The answer must consist of every line from the entries that holds the word "EnvFilter".

Record extracts section start

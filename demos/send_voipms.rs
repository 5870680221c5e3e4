//! Send a text or picture message straight through the VoIP.ms client.
use sms_core::{SendRequest, SmsClient};
use sms_voipms::{Credentials, VoipMsClient};
use std::env;
use std::path::Path;

#[tokio::main]
async fn main() -> Result<(), Box<dyn std::error::Error>> {
    let user = arg_or_env("--user", "VOIPMS_ACCOUNT_USER");
    let password = arg_or_env("--password", "VOIPMS_API_PASSWORD");
    let did = arg_or_env("--did", "VOIPMS_SENDER_DID");
    let to = arg_or_env("--to", "SMS_TO");
    let text = arg_or_env("--text", "SMS_TEXT");
    let image = optional_arg("--image");

    let client = VoipMsClient::new(Credentials::new(user, password, did))?;
    let res = match image.as_deref() {
        Some(image) => {
            client
                .send_picture(SendRequest::picture(&to, &text, Path::new(image)))
                .await?
        }
        None => client.send_text(SendRequest::text(&to, &text)).await?,
    };
    println!(
        "Sent via {} with id {}\nRaw: {}",
        res.provider,
        res.id,
        serde_json::to_string_pretty(&res.raw)?
    );
    Ok(())
}

fn optional_arg(flag: &str) -> Option<String> {
    let args: Vec<String> = env::args().collect();
    let idx = args.iter().position(|a| a == flag)?;
    args.get(idx + 1).cloned()
}

fn arg_or_env(flag: &str, env_key: &str) -> String {
    optional_arg(flag)
        .or_else(|| env::var(env_key).ok())
        .unwrap_or_else(|| panic!("missing {} (arg {} or env {})", flag, flag, env_key))
}
//! Image attachments for picture messages.
//!
//! VoIP.ms takes MMS media inline as a data URI string rather than as a file
//! part, so the image is read whole and base64 encoded.

use base64::{engine::general_purpose::STANDARD, Engine as _};
use sms_core::SmsError;
use std::path::Path;

/// Media type used when the extension has no known mapping.
pub const FALLBACK_MEDIA_TYPE: &str = "application/octet-stream";

/// Guess the media type from the file extension.
pub fn media_type(path: &Path) -> String {
    mime_guess::from_path(path)
        .first()
        .map(|m| m.essence_str().to_string())
        .unwrap_or_else(|| FALLBACK_MEDIA_TYPE.to_string())
}

/// `data:<media type>;base64,<payload>`
pub fn data_uri(media_type: &str, bytes: &[u8]) -> String {
    format!("data:{};base64,{}", media_type, STANDARD.encode(bytes))
}

/// Read and encode the file on the blocking pool so the async executor never
/// waits on disk.
pub async fn load_data_uri(path: &Path) -> Result<String, SmsError> {
    let path = path.to_path_buf();
    tokio::task::spawn_blocking(move || {
        let bytes = std::fs::read(&path)
            .map_err(|e| SmsError::Io(format!("{}: {}", path.display(), e)))?;
        Ok(data_uri(&media_type(&path), &bytes))
    })
    .await
    .map_err(|e| SmsError::Unexpected(format!("image encoder task failed: {}", e)))?
}
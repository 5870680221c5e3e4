//! # voipms-notify
//!
//! VoIP.ms SMS/MMS notification actions for home-automation hosts.
//!
//! ## Features
//!
//! - **Two actions**: `send_sms` and `send_mms` with named arguments
//! - **Picture messages**: local images attached inline as base64 data URIs
//! - **Fire and log**: failures are reported and logged, never raised to the host
//! - **Layered configuration**: files plus `VOIPMS__*` environment variables
//! - **Observability**: structured logging through `tracing`
//!
//! ## Quick Start
//!
//! ```rust,ignore
//! use voipms_notify::prelude::*;
//!
//! #[tokio::main]
//! async fn main() -> Result<(), Box<dyn std::error::Error>> {
//!     let config = AppConfig::load()?;
//!     init_tracing(&config.logging)?;
//!
//!     let dispatcher = setup(&config)?;
//!     let call = ActionCall::new(DOMAIN, "send_sms")
//!         .with_arg("recipient", "5559876543")
//!         .with_arg("message", "Water leak detected in basement");
//!
//!     let report = dispatcher.dispatch(&call).await;
//!     println!("{:?}", report.status);
//!     Ok(())
//! }
//! ```
//!
//! ## Configuration
//!
//! ```toml
//! [account]
//! account_user = "me@example.com"
//! api_password = "api-password"
//! sender_did = "5551234567"
//!
//! [http]
//! timeout_seconds = 30
//! connect_timeout_seconds = 10
//! ```

pub mod config;
pub mod logging;
pub mod setup;

pub use crate::config::*;
pub use crate::logging::init_tracing;
pub use crate::setup::{dispatcher_for, setup, SetupError, DOMAIN};

/// Common imports for voipms-notify usage
pub mod prelude {
    pub use crate::config::{AccountConfig, AppConfig, HttpConfig, LoggingConfig};
    pub use crate::logging::init_tracing;
    pub use crate::setup::{dispatcher_for, setup, SetupError, DOMAIN};
    pub use sms_actions::{ActionDispatcher, ActionReport, ActionStatus, SEND_MMS, SEND_SMS};
    pub use sms_core::*;
    pub use sms_voipms::{Credentials, VoipMsClient};
}
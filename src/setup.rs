use crate::config::AppConfig;
use sms_actions::{message_actions, ActionDispatcher};
use sms_core::{SmsClient, SmsError};
use sms_voipms::VoipMsClient;
use std::sync::Arc;
use tracing::{error, info};

/// Domain the host routes `send_sms` / `send_mms` calls under.
pub const DOMAIN: &str = "voipms_sms";

#[derive(Debug, thiserror::Error)]
pub enum SetupError {
    #[error("missing required configuration field: {0}")]
    MissingField(&'static str),
    #[error("client setup failed: {0}")]
    Client(#[from] SmsError),
    #[error("configuration error: {0}")]
    Config(#[from] config::ConfigError),
    #[error("logging setup failed: {0}")]
    Logging(String),
}

/// Validate the account configuration, build the VoIP.ms client and register
/// both message actions.
pub fn setup(config: &AppConfig) -> Result<ActionDispatcher, SetupError> {
    if let Some(field) = config.account.missing_field() {
        error!("voipms_sms: missing required configuration field {}", field);
        return Err(SetupError::MissingField(field));
    }

    let client = VoipMsClient::builder(config.account.credentials())
        .timeout(config.http.timeout())
        .connect_timeout(config.http.connect_timeout())
        .build()?;

    let dispatcher = dispatcher_for(Arc::new(client));
    info!(
        services = ?dispatcher.services(),
        "voipms_sms: VoIP.ms SMS/MMS services registered"
    );
    Ok(dispatcher)
}

/// Dispatcher for the integration domain backed by any client.
pub fn dispatcher_for(client: Arc<dyn SmsClient>) -> ActionDispatcher {
    ActionDispatcher::new(DOMAIN, message_actions(client))
}
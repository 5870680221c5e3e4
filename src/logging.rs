//! Tracing subscriber setup driven by [`LoggingConfig`].

use crate::config::LoggingConfig;
use tracing_subscriber::EnvFilter;

/// Install the global subscriber. `RUST_LOG` wins over the configured level.
///
/// Fails if a subscriber is already installed or the level is not a valid
/// filter directive.
pub fn init_tracing(config: &LoggingConfig) -> Result<(), String> {
    let filter = match EnvFilter::try_from_default_env() {
        Ok(filter) => filter,
        Err(_) => EnvFilter::try_new(&config.level)
            .map_err(|e| format!("invalid log level {:?}: {}", config.level, e))?,
    };

    let builder = tracing_subscriber::fmt().with_env_filter(filter);
    let result = match config.format.as_str() {
        "pretty" => builder.pretty().try_init(),
        "compact" => builder.compact().try_init(),
        "json" => builder.json().try_init(),
        other => return Err(format!("unknown log format: {}", other)),
    };
    result.map_err(|e| e.to_string())
}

Record extracts section end

● Response to this exercise
use tracing_subscriber::EnvFilter;
    let filter = match EnvFilter::try_from_default_env() {
        Err(_) => EnvFilter::try_new(&config.level)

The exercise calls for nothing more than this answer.